Background: Recently described slow-cooling cryopreservation protocols involving elevated sucrose concentration have improved survival frequencies of human oocytes, potentially overcoming a major hurdle that has limited the adoption of oocyte storage. Because implantation rates of embryos from frozen oocytes remain generally low, it is still debated whether, irrespective of survival rates, this form of cryopreservation leads inevitably to the disruption or complete loss of the metaphase II (MII) spindle.
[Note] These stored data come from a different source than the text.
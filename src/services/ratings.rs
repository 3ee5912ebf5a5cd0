//! Ratings service

use validator::Validate;

use crate::{
    error::{AppError, AppResult},
    models::rating::{RateBook, Rating, RatingSummary},
    repository::Repository,
};

#[derive(Clone)]
pub struct RatingsService {
    repository: Repository,
}

impl RatingsService {
    pub fn new(repository: Repository) -> Self {
        Self { repository }
    }

    /// Rate a book, replacing the user's previous score
    pub async fn rate(&self, book_id: i32, data: &RateBook) -> AppResult<Rating> {
        data.validate()?;
        self.ensure_book(book_id).await?;
        self.repository.ratings.upsert(book_id, data.user_id, data.score).await
    }

    pub async fn summary(&self, book_id: i32) -> AppResult<RatingSummary> {
        self.ensure_book(book_id).await?;
        let ratings = self.repository.ratings.list_for_book(book_id).await?;
        Ok(RatingSummary::new(book_id, ratings))
    }

    async fn ensure_book(&self, book_id: i32) -> AppResult<()> {
        if !self.repository.books.exists(book_id).await? {
            return Err(AppError::NotFound(format!("Book with id {} not found", book_id)));
        }
        Ok(())
    }
}
//! Book endpoints

use axum::{
    extract::{Path, State},
    http::StatusCode,
    Json,
};

use crate::{
    error::AppResult,
    models::book::{Availability, Book, CreateBook, Restock, UpdateBook},
    AppState,
};

/// List books
#[utoipa::path(
    get,
    path = "/books",
    tag = "books",
    responses((status = 200, description = "All books", body = Vec<Book>))
)]
pub async fn list_books(State(state): State<AppState>) -> AppResult<Json<Vec<Book>>> {
    Ok(Json(state.services.books.list().await?))
}

/// Get a book
#[utoipa::path(
    get,
    path = "/books/{id}",
    tag = "books",
    params(("id" = i32, Path, description = "Book ID")),
    responses(
        (status = 200, description = "Book", body = Book),
        (status = 404, description = "Book not found")
    )
)]
pub async fn get_book(State(state): State<AppState>, Path(id): Path<i32>) -> AppResult<Json<Book>> {
    Ok(Json(state.services.books.get(id).await?))
}

/// Create a book
#[utoipa::path(
    post,
    path = "/books",
    tag = "books",
    request_body = CreateBook,
    responses(
        (status = 201, description = "Book created", body = Book),
        (status = 400, description = "Invalid request")
    )
)]
pub async fn create_book(
    State(state): State<AppState>,
    Json(request): Json<CreateBook>,
) -> AppResult<(StatusCode, Json<Book>)> {
    let book = state.services.books.create(&request).await?;
    Ok((StatusCode::CREATED, Json(book)))
}

/// Update book metadata
#[utoipa::path(
    put,
    path = "/books/{id}",
    tag = "books",
    params(("id" = i32, Path, description = "Book ID")),
    request_body = UpdateBook,
    responses(
        (status = 200, description = "Book updated", body = Book),
        (status = 404, description = "Book not found")
    )
)]
pub async fn update_book(
    State(state): State<AppState>,
    Path(id): Path<i32>,
    Json(request): Json<UpdateBook>,
) -> AppResult<Json<Book>> {
    Ok(Json(state.services.books.update(id, &request).await?))
}

/// Delete a book with its reservations and ratings
#[utoipa::path(
    delete,
    path = "/books/{id}",
    tag = "books",
    params(("id" = i32, Path, description = "Book ID")),
    responses(
        (status = 204, description = "Book deleted"),
        (status = 404, description = "Book not found")
    )
)]
pub async fn delete_book(State(state): State<AppState>, Path(id): Path<i32>) -> AppResult<StatusCode> {
    state.services.books.delete(id).await?;
    Ok(StatusCode::NO_CONTENT)
}

/// Shelf count and availability
#[utoipa::path(
    get,
    path = "/books/{id}/availability",
    tag = "books",
    params(("id" = i32, Path, description = "Book ID")),
    responses(
        (status = 200, description = "Availability", body = Availability),
        (status = 404, description = "Book not found")
    )
)]
pub async fn get_availability(
    State(state): State<AppState>,
    Path(id): Path<i32>,
) -> AppResult<Json<Availability>> {
    Ok(Json(state.services.books.availability(id).await?))
}

/// Add copies to the shelf
#[utoipa::path(
    post,
    path = "/books/{id}/restock",
    tag = "books",
    params(("id" = i32, Path, description = "Book ID")),
    request_body = Restock,
    responses(
        (status = 200, description = "New availability", body = Availability),
        (status = 400, description = "Invalid copy count"),
        (status = 404, description = "Book not found")
    )
)]
pub async fn restock_book(
    State(state): State<AppState>,
    Path(id): Path<i32>,
    Json(request): Json<Restock>,
) -> AppResult<Json<Availability>> {
    Ok(Json(state.services.books.restock(id, &request).await?))
}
Methods: Human oocytes with an extruded polar body I (PBI) were cryopreserved using a slow-cooling method including 1.5 mol/l propane-1,2-diol (PrOH) and alternative sucrose concentrations (either 0.1 or 0.3 mol/l) in the freezing solution. Fresh control and frozen-thawed survived oocytes were analysed by confocal microscopy to evaluate MII spindle and chromosome organizations.
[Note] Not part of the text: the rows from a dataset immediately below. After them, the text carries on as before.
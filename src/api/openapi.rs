//! OpenAPI documentation

use axum::Router;
use utoipa::OpenApi;
use utoipa_swagger_ui::SwaggerUi;

use crate::api::{books, catalog, health, ratings, reservations};

#[derive(OpenApi)]
#[openapi(
    info(
        title = "Library API",
        version = "1.0.0",
        description = "Catalog, ratings and reservation queue REST API"
    ),
    servers(
        (url = "/api/v1", description = "API v1")
    ),
    paths(
        // Health
        health::health_check,
        health::readiness_check,
        // Books
        books::list_books,
        books::get_book,
        books::create_book,
        books::update_book,
        books::delete_book,
        books::get_availability,
        books::restock_book,
        // Catalog
        catalog::list_categories,
        catalog::create_category,
        catalog::delete_category,
        catalog::list_tags,
        catalog::create_tag,
        catalog::delete_tag,
        // Ratings
        ratings::get_ratings,
        ratings::rate_book,
        // Reservations
        reservations::create_reservation,
        reservations::get_reservation,
        reservations::delete_reservation,
        reservations::approve_reservation,
        reservations::return_reservation,
        reservations::get_queue_position,
        reservations::get_book_queue,
        reservations::get_user_reservations,
        reservations::run_sweep,
    ),
    components(
        schemas(
            health::HealthResponse,
            crate::error::ErrorResponse,
            crate::models::book::Book,
            crate::models::book::CreateBook,
            crate::models::book::UpdateBook,
            crate::models::book::Restock,
            crate::models::book::Availability,
            crate::models::catalog::Category,
            crate::models::catalog::CreateCategory,
            crate::models::catalog::Tag,
            crate::models::catalog::CreateTag,
            crate::models::rating::Rating,
            crate::models::rating::RateBook,
            crate::models::rating::RatingSummary,
            crate::models::reservation::Reservation,
            crate::models::reservation::ReservationStatus,
            crate::models::reservation::CreateReservation,
            crate::models::reservation::QueuePosition,
            crate::models::reservation::SweepRequest,
            crate::models::reservation::SweepReport,
        )
    ),
    tags(
        (name = "health", description = "Health checks"),
        (name = "books", description = "Books and shelf inventory"),
        (name = "catalog", description = "Categories and tags"),
        (name = "ratings", description = "Book ratings"),
        (name = "reservations", description = "Reservation queue and approvals")
    )
)]
pub struct ApiDoc;

/// Create the OpenAPI router with Swagger UI
pub fn create_openapi_router() -> Router {
    Router::new().merge(SwaggerUi::new("/swagger-ui").url("/api-docs/openapi.json", ApiDoc::openapi()))
}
Results: Of the 104 oocytes included in the unfrozen group, 76 (73.1%) displayed normal bipolar spindles with equatorially aligned chromosomes. Spindle and chromatin organizations were significantly affected (50.8%) after cryopreservation involving lower sucrose concentration (61 oocytes), whereas these parameters were unchanged (69.7%) using the 0.3 mol/l sucrose protocol (152 oocytes).
Conclusions: Partial disruption of the MII spindle and associated chromosomes accompanies inadequate cryopreservation during slow cooling. However, protocols adopting higher sucrose concentration in the freezing solution promote the retention of an intact chromosome segregation apparatus comparable in incidence to freshly collected oocytes.